──────── DATA

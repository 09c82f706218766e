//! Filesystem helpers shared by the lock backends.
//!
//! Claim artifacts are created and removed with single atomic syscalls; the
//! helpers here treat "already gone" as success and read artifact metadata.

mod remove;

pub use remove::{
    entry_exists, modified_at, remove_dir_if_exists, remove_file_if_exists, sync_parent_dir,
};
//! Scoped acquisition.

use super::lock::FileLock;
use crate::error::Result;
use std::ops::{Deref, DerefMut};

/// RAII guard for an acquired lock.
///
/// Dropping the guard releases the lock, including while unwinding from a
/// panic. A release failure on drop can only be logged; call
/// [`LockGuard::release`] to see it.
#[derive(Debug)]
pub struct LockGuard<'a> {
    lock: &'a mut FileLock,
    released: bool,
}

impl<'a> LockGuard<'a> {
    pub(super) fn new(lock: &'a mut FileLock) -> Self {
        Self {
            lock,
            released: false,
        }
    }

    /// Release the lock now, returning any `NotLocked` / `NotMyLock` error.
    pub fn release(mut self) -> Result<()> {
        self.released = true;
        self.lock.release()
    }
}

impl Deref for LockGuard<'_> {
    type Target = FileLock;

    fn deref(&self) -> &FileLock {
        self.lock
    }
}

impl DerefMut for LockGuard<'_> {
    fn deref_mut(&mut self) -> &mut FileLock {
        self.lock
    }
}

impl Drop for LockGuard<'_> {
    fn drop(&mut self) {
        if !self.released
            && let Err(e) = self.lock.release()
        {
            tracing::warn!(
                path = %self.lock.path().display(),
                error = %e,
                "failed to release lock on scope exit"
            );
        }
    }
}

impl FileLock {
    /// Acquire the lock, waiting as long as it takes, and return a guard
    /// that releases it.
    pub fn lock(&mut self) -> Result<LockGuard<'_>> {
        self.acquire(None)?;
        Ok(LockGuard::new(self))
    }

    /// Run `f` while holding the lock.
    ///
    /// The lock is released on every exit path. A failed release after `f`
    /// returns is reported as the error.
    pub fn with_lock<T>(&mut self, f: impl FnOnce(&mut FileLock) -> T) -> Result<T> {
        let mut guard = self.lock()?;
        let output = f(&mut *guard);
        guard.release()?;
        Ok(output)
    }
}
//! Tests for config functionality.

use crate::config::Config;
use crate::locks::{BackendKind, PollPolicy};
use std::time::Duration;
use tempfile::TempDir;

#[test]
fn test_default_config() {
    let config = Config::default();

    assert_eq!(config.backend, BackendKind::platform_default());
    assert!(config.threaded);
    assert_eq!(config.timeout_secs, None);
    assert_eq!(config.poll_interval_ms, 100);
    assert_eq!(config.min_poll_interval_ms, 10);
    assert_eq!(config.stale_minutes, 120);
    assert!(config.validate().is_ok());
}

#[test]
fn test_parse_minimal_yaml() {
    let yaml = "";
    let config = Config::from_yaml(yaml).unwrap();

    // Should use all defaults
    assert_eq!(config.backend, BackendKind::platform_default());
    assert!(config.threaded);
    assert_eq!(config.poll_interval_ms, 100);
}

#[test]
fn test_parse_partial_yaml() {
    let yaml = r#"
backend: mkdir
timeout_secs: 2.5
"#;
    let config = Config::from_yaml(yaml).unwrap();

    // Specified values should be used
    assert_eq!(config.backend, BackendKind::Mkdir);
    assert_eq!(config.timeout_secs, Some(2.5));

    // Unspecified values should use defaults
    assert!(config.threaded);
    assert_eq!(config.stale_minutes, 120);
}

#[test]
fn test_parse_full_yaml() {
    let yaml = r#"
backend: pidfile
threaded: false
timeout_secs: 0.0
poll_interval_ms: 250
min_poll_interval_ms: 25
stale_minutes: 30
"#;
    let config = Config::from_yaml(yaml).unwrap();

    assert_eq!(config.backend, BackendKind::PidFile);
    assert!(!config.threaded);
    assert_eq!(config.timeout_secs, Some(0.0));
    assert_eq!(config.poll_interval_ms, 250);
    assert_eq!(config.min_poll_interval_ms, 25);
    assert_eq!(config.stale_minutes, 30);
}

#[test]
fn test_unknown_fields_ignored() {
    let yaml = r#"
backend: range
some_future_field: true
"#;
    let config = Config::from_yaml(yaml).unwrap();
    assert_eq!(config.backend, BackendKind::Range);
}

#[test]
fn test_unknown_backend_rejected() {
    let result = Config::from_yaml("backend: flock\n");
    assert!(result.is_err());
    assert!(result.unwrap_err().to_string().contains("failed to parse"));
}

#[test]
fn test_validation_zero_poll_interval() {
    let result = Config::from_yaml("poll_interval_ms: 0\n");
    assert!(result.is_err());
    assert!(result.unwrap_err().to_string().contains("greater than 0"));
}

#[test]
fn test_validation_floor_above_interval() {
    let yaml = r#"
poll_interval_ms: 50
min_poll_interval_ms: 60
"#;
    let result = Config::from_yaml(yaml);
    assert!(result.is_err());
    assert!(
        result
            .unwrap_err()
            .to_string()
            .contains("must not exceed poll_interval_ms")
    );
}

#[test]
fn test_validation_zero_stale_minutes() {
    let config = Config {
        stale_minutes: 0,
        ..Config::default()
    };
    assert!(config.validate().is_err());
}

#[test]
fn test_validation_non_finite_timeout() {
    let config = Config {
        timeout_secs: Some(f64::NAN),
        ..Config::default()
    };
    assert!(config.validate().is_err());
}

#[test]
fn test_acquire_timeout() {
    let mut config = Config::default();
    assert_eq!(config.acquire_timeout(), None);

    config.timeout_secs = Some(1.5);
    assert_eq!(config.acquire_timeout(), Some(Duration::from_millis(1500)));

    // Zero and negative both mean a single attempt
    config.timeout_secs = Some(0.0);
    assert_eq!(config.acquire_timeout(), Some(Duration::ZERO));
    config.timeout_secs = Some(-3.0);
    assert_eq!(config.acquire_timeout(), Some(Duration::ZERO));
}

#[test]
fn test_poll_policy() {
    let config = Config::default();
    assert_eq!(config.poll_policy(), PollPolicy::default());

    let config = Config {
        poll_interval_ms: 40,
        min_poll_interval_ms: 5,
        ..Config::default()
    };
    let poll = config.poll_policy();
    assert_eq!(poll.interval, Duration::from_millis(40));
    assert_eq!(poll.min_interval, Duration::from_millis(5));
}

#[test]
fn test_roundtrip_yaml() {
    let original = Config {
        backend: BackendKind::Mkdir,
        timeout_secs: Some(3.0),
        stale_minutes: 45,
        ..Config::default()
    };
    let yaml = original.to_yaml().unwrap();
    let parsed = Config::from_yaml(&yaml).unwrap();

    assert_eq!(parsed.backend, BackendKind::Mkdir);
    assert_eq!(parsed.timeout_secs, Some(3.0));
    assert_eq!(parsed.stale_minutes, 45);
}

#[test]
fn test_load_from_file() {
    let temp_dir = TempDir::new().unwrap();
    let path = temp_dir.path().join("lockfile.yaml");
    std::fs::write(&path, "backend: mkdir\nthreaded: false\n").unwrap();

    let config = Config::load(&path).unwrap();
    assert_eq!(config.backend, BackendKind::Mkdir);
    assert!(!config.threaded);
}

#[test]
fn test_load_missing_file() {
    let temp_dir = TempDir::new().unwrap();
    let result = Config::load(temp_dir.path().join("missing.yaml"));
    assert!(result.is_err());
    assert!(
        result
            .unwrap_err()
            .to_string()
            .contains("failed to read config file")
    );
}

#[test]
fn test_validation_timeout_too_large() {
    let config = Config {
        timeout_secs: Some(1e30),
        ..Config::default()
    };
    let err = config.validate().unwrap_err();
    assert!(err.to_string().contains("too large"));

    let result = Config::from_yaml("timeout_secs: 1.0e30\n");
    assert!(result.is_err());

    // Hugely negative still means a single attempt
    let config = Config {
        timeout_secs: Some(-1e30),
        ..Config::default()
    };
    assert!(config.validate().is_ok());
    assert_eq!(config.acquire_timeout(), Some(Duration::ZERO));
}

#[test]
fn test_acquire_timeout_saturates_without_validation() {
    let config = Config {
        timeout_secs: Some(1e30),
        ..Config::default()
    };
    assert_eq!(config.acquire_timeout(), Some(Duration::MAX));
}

────────────────

**REQUIREMENT**
If a line in the records above has the word "error", copy it out.

**RESULT**
use crate::error::Result;
    /// Release the lock now, returning any `NotLocked` / `NotMyLock` error.
                error = %e,
    /// returns is reported as the error.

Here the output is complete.